Andik nampak protes lantaran tak mendapat jawaban sementara Ilyas sudah jelas akan mendapat sepatu dari Naura sedangkan dirinya tak dapat apa-apa. Terus ia mendesak agar Naura juga menjanjikannya hadiah.
"Ok, kalo kamu berhasil jadi dosen aku bakal kasih hadiah dasi mewah buatmu!" ucap Naura menyenangkan hati Andik.
"Pegang janjinya ya Mba!" ucap Andik serius.
"Iya, akan aku ingat!" balas Naura.
Dengan penuh semangat Andik melangkah meninggalkan dapur menuju kamar, lekas ia membuka lemari dan mengambil kaos warna biru serta celana chino warna coklat milo. Pintu ia tutup rapat tak lupa menguncinya juga khawatir Ilyas langsung menerobos masuk.
Setelah menerapkan body cologne ia mengenakan kaos itu segera. Rambut ia rapikan dan tak lupa diberi pomade tipis-tipis saja. Terakhir tentu parfum ia terapkan agar semakin sempurna penampilannya.
Tepat saat Ilyas mencapai depan pintu tangan Andik memutar kunci dan menarik pintu dari dalam. Aroma parfum semerbak tercium saat itu juga, Ilyas mengamati penampilan Andik dari atas hingga bawah. Sebenarnya tak ada yang istimewa, hanya setelan kaos lengan pendek dan celana saja tapi ada sesuatu yang membuat laki-laki itu tampak beda. Ilyas tak bisa menangkapnya.
"Sebotol kamu semprotkan semua, Dik? Baunya jadi seisi kamar!" seru Ilyas sambil berjalan ke lemari.
"Cuma dua kali semprotan kok! Oh tiga deng!" sahut Andik.
"Mau kemana kamu? Ngajar?" tanya Ilyas penasaran.
"Ke rumah sakitlah!" jawab Andik.
"Ke rumah sakit harum gini?! Oh jangan-jangan naksir perawat di sana ya?!" ledek Ilyas.
"Ngomong apa sih?! Masak aku nggak boleh dandan?!" seru Andik menanggapinya.
"Ya ya ya ... Sudah bisa dicium ini gelagatnya!" sahut Ilyas sambil memakai baju.
Di luar Naura memanggil keduanya untuk segera datang ke ruang makan. Tepat jam enam lebih lima menit sarapan sudah tertata rapi di meja walau Naura sendiri belum bersiap-siap. Andik keluar lebih dulu menuju ruang makan, sama dengan Ilyas tadi Naura menangkap ada sesuatu yang berbeda pada diri Andik. Wanita itu bahkan bangkit dari duduknya dan melangkah mendatangi Andik. Menyambar lengannya sehingga langkah kaki Andik terpaksa terhenti.

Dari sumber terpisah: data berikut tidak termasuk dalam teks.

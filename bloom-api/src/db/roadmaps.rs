//! Published subject roadmaps (one per subject name)

use super::{now, parse_timestamp};
use bloom_common::Result;
use chrono::{DateTime, Utc};
use serde::Serialize;
use serde_json::Value;
use sqlx::{Row, SqlitePool};

#[derive(Debug, Clone, PartialEq, Serialize)]
#[serde(rename_all = "camelCase")]
pub struct PublishedRoadmap {
    pub subject: String,
    pub roadmap: Value,
    pub updated_at: DateTime<Utc>,
}

/// Insert or replace the published roadmap for `subject`
pub async fn publish_roadmap(pool: &SqlitePool, subject: &str, roadmap: &Value) -> Result<PublishedRoadmap> {
    let updated_at = now();

    sqlx::query(
        r#"
        INSERT INTO published_roadmaps (subject, roadmap, updated_at) VALUES (?, ?, ?)
        ON CONFLICT(subject) DO UPDATE SET
            roadmap = excluded.roadmap,
            updated_at = excluded.updated_at
        "#,
    )
    .bind(subject)
    .bind(serde_json::to_string(roadmap)?)
    .bind(&updated_at)
    .execute(pool)
    .await?;

    Ok(PublishedRoadmap {
        subject: subject.to_string(),
        roadmap: roadmap.clone(),
        updated_at: parse_timestamp(&updated_at)?,
    })
}

pub async fn get_published_roadmap(pool: &SqlitePool, subject: &str) -> Result<Option<PublishedRoadmap>> {
    let row = sqlx::query("SELECT subject, roadmap, updated_at FROM published_roadmaps WHERE subject = ?")
        .bind(subject)
        .fetch_optional(pool)
        .await?;

    match row {
        Some(row) => Ok(Some(PublishedRoadmap {
            subject: row.get("subject"),
            roadmap: serde_json::from_str(row.get("roadmap"))?,
            updated_at: parse_timestamp(row.get("updated_at"))?,
        })),
        None => Ok(None),
    }
}

#[cfg(test)]
mod tests {
    use super::*;
    use bloom_common::db::init_memory_database;
    use serde_json::json;

    #[tokio::test]
    async fn test_publish_is_upsert() {
        let pool = init_memory_database().await.unwrap();

        publish_roadmap(&pool, "Chemistry", &json!({"title": "v1"})).await.unwrap();
        publish_roadmap(&pool, "Chemistry", &json!({"title": "v2"})).await.unwrap();

        let stored = get_published_roadmap(&pool, "Chemistry").await.unwrap().unwrap();
        assert_eq!(stored.roadmap["title"], "v2");

        let count: i64 = sqlx::query_scalar("SELECT COUNT(*) FROM published_roadmaps")
            .fetch_one(&pool)
            .await
            .unwrap();
        assert_eq!(count, 1);
    }
}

Terus Naura mengamati juga mengendus aroma parfum yang lebih kuat dari biasanya.
"Kamu ketemu dokter cantik ya di sana?!" tanya Naura menaruh curiga.
"Apa sih Mba?!" sahut Andik malas menanggapi.

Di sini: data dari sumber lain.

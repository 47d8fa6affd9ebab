//! Price display for the INR storefront.

use rust_decimal::{Decimal, RoundingStrategy};

/// Format a rupee amount the way the storefront shows it: whole rupees with
/// Indian digit grouping, e.g. `₹1,23,456`.
pub fn format_inr(amount: Decimal) -> String {
    let rounded = amount.round_dp_with_strategy(0, RoundingStrategy::MidpointAwayFromZero);
    let grouped = group_indian(&rounded.abs().to_string());
    if rounded.is_sign_negative() && !rounded.is_zero() {
        format!("-₹{grouped}")
    } else {
        format!("₹{grouped}")
    }
}

/// `₹5,000 (includes 18% GST)` display form.
pub fn format_inr_with_gst(price: Decimal, gst_percentage: Option<Decimal>) -> String {
    let pct = gst_percentage.unwrap_or_else(|| Decimal::new(18, 0));
    format!("{} (includes {}% GST)", format_inr(price), pct)
}

// Indian grouping: last three digits, then pairs (12,34,567).
fn group_indian(digits: &str) -> String {
    if digits.len() <= 3 {
        return digits.to_string();
    }
    let (head, tail) = digits.split_at(digits.len() - 3);
    let mut parts: Vec<&str> = Vec::new();
    let mut i = head.len();
    while i > 2 {
        parts.push(&head[i - 2..i]);
        i -= 2;
    }
    parts.push(&head[..i]);
    parts.reverse();
    format!("{},{}", parts.join(","), tail)
}

#[cfg(test)]
mod tests {
    use super::*;

    fn dec(n: i64) -> Decimal {
        Decimal::new(n, 0)
    }

    #[test]
    fn small_amounts_are_ungrouped() {
        assert_eq!(format_inr(dec(0)), "₹0");
        assert_eq!(format_inr(dec(999)), "₹999");
    }

    #[test]
    fn grouping_is_indian_style() {
        assert_eq!(format_inr(dec(5000)), "₹5,000");
        assert_eq!(format_inr(dec(89_999)), "₹89,999");
        assert_eq!(format_inr(dec(123_456)), "₹1,23,456");
        assert_eq!(format_inr(dec(1_234_567)), "₹12,34,567");
        assert_eq!(format_inr(dec(123_456_789)), "₹12,34,56,789");
    }

    #[test]
    fn paise_round_half_away_from_zero() {
        assert_eq!(format_inr(Decimal::new(649_50, 2)), "₹650");
        assert_eq!(format_inr(Decimal::new(649_49, 2)), "₹649");
    }

    #[test]
    fn negative_amounts_keep_the_sign_outside() {
        assert_eq!(format_inr(dec(-123_456)), "-₹1,23,456");
    }

    #[test]
    fn gst_suffix_uses_configured_percentage() {
        assert_eq!(
            format_inr_with_gst(dec(5000), None),
            "₹5,000 (includes 18% GST)"
        );
        assert_eq!(
            format_inr_with_gst(dec(5000), Some(dec(12))),
            "₹5,000 (includes 12% GST)"
        );
    }
}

"Lantas kenapa beda gini?! Harum lagi!" cerca Naura.
"Oh tunggu!" imbuhnya. Ia melepaskan tangannya dari lengan Andik, menyuruh laki-laki itu tetap berdiri dan tak boleh bergerak sama sekali.
Naura mundur beberapa langkah, mengamati setiap detail penampilan Andik. Mencari sesuatu yang kurang namun baginya itu sudah pas, nampak kasual dan rapi. Tiba-tiba ia menangkap wajah Andik yang nampak berbeda, wajahnya terlihat lebih cerah dan berseri-seri. Kaki Naura melangkah maju, kedua tangannya mendarat di pipi Andik
membuat laki-laki itu malu. Tak hanya itu Naura menariknya kepelukan hanya untuk memastikan saja.
"Mba!" seru Andik, canggung dipeluk oleh Naura.
"Aku rasa wajahmu cerah karena aroma cinta ini," ucap Naura kala melepaskan pelukan.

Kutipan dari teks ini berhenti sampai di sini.